A key property of DNA — its ability to be amplified exponentially by polymerases — facilitates the large-scale clonal production of individual sequences. This property also makes possible the directed evolution of sequence lineages toward optimized behaviors. Previous examples of three-dimensional geometric DNA objects, however, were built using architectures that are not amenable to copying by polymerases. We have developed a strategy for encoding DNA cages as single strands that are amplifiable by polymerases and that can be folded into a target structure by a simple denaturation-renaturation procedure.
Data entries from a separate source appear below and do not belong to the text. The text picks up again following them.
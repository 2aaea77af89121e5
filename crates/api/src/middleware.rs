//! API middleware.

#![allow(missing_docs)]

use axum::{body::Body, extract::State, http::Request, middleware::Next, response::Response};
use likeboard_core::{LikeService, TokenService};

/// Application state.
#[derive(Clone)]
pub struct AppState {
    pub like_service: LikeService,
    pub token_service: TokenService,
}

/// Authentication middleware.
///
/// Verifies a bearer access token and stores the caller identity in the
/// request extensions. Requests without a valid token pass through
/// unauthenticated; handlers that need a caller reject them.
pub async fn auth_middleware(
    State(state): State<AppState>,
    mut req: Request<Body>,
    next: Next,
) -> Response {
    if let Some(auth_header) = req.headers().get("Authorization")
        && let Ok(auth_str) = auth_header.to_str()
        && let Some(token) = auth_str.strip_prefix("Bearer ")
    {
        match state.token_service.verify_access(token.trim()) {
            Ok(caller) => {
                req.extensions_mut().insert(caller);
            }
            Err(e) => {
                tracing::debug!(error = %e, "Ignoring invalid bearer token");
            }
        }
    }

    next.run(req).await
}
Our demonstration of a clonable DNA octahedron represents a large step toward making the use of DNA scaffolds more practical and more versatile.
An outstanding problem in biology is the efficient structure determination of transmembrane proteins. We are working to evolve DNA scaffolds that rigidly position lipid-bilayer-embedded transmembrane proteins into two-dimensional crystalline arrays and stacked-bilayer, three-dimensional crystalline arrays for analysis using electron and x-ray diffraction methods.
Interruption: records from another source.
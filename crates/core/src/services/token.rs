//! JWT verification and issuance.
//!
//! Tokens are HS256-signed. The `sub` claim carries the user ID as a decimal
//! string and `type` tells access tokens from refresh tokens; only access
//! tokens authenticate API requests.

use chrono::Utc;
use jsonwebtoken::{Algorithm, DecodingKey, EncodingKey, Header, Validation, decode, encode};
use likeboard_common::{AppError, AppResult, config::JwtConfig};
use serde::{Deserialize, Serialize};

/// Kind of token.
#[derive(Debug, Clone, Copy, PartialEq, Eq, Serialize, Deserialize)]
#[serde(rename_all = "lowercase")]
pub enum TokenType {
    Access,
    Refresh,
}

/// JWT claims.
#[derive(Debug, Clone, PartialEq, Eq, Serialize, Deserialize)]
pub struct Claims {
    /// User ID.
    pub sub: String,
    /// Issued at (unix seconds).
    pub iat: i64,
    /// Expiry (unix seconds).
    pub exp: i64,
    #[serde(rename = "type")]
    pub token_type: TokenType,
}

/// Verified identity of the user making a request.
#[derive(Debug, Clone, Copy, PartialEq, Eq)]
pub struct CallerIdentity {
    pub user_id: i32,
}

/// Token service.
#[derive(Clone)]
pub struct TokenService {
    encoding: EncodingKey,
    decoding: DecodingKey,
    validation: Validation,
    access_ttl_secs: i64,
    refresh_ttl_secs: i64,
}

impl TokenService {
    /// Create a new token service.
    #[must_use]
    pub fn new(config: &JwtConfig) -> Self {
        let mut validation = Validation::new(Algorithm::HS256);
        validation.leeway = config.leeway_secs;
        validation.set_required_spec_claims(&["exp", "sub"]);

        Self {
            encoding: EncodingKey::from_secret(config.secret.as_bytes()),
            decoding: DecodingKey::from_secret(config.secret.as_bytes()),
            validation,
            access_ttl_secs: config.access_token_ttl_secs,
            refresh_ttl_secs: config.refresh_token_ttl_secs,
        }
    }

    /// Issue an access token for a user.
    pub fn issue_access(&self, user_id: i32) -> AppResult<String> {
        self.issue(user_id, TokenType::Access, self.access_ttl_secs)
    }

    /// Issue a refresh token for a user.
    pub fn issue_refresh(&self, user_id: i32) -> AppResult<String> {
        self.issue(user_id, TokenType::Refresh, self.refresh_ttl_secs)
    }

    fn issue(&self, user_id: i32, token_type: TokenType, ttl_secs: i64) -> AppResult<String> {
        let now = Utc::now().timestamp();
        let claims = Claims {
            sub: user_id.to_string(),
            iat: now,
            exp: now + ttl_secs,
            token_type,
        };
        self.encode(&claims)
    }

    /// Sign arbitrary claims.
    pub fn encode(&self, claims: &Claims) -> AppResult<String> {
        encode(&Header::new(Algorithm::HS256), claims, &self.encoding)
            .map_err(|e| AppError::Internal(format!("Failed to sign token: {e}")))
    }

    /// Decode and validate a token of any type.
    pub fn decode(&self, token: &str) -> AppResult<Claims> {
        decode::<Claims>(token, &self.decoding, &self.validation)
            .map(|data| data.claims)
            .map_err(|e| {
                tracing::debug!(error = %e, "Rejected token");
                AppError::Unauthorized
            })
    }

    /// Verify an access token and return the caller it identifies.
    pub fn verify_access(&self, token: &str) -> AppResult<CallerIdentity> {
        let claims = self.decode(token)?;

        if claims.token_type != TokenType::Access {
            tracing::debug!(token_type = ?claims.token_type, "Rejected non-access token");
            return Err(AppError::Unauthorized);
        }

        let user_id = claims.sub.parse::<i32>().map_err(|_| {
            tracing::debug!(sub = %claims.sub, "Rejected token with non-numeric subject");
            AppError::Unauthorized
        })?;

        Ok(CallerIdentity { user_id })
    }
}

#[cfg(test)]
#[allow(clippy::unwrap_used)]
mod tests {
    use super::*;

    fn test_config(secret: &str) -> JwtConfig {
        JwtConfig {
            secret: secret.to_string(),
            access_token_ttl_secs: 3600,
            refresh_token_ttl_secs: 2_592_000,
            leeway_secs: 0,
        }
    }

    fn service() -> TokenService {
        TokenService::new(&test_config("test-secret-0123456789"))
    }

    #[test]
    fn test_access_token_identifies_user() {
        let service = service();
        let token = service.issue_access(7).unwrap();

        let caller = service.verify_access(&token).unwrap();
        assert_eq!(caller.user_id, 7);
    }

    #[test]
    fn test_refresh_token_is_not_accepted_as_access() {
        let service = service();
        let token = service.issue_refresh(7).unwrap();

        assert_eq!(service.decode(&token).unwrap().token_type, TokenType::Refresh);
        assert!(matches!(
            service.verify_access(&token),
            Err(AppError::Unauthorized)
        ));
    }

    #[test]
    fn test_expired_token_rejected() {
        let service = service();
        let now = Utc::now().timestamp();
        let token = service
            .encode(&Claims {
                sub: "7".to_string(),
                iat: now - 7200,
                exp: now - 3600,
                token_type: TokenType::Access,
            })
            .unwrap();

        assert!(service.verify_access(&token).is_err());
    }

    #[test]
    fn test_token_from_other_secret_rejected() {
        let other = TokenService::new(&test_config("another-secret-9876543210"));
        let token = other.issue_access(7).unwrap();

        assert!(service().verify_access(&token).is_err());
    }

    #[test]
    fn test_non_numeric_subject_rejected() {
        let service = service();
        let now = Utc::now().timestamp();
        let token = service
            .encode(&Claims {
                sub: "alice".to_string(),
                iat: now,
                exp: now + 60,
                token_type: TokenType::Access,
            })
            .unwrap();

        assert!(service.verify_access(&token).is_err());
    }

    #[test]
    fn test_garbage_rejected() {
        assert!(service().verify_access("not-a-jwt").is_err());
    }
}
We are interested in using directed DNA evolution to explore the origins of molecular motor functionality in a Darwinian context. We ask questions such as the following: How easily can molecular motors be evolved from pools that are populated by DNA molecules encoding (a) completely random sequences, (b) random sequence variants of a catalyst, or (c) random sequence variants of a ligand-activated mechanical switch? What mechanisms of molecular movement emerge given varying selection pressures? Molecular motors generated from these studies will be integrated with static DNA structures for nanorobotic applications.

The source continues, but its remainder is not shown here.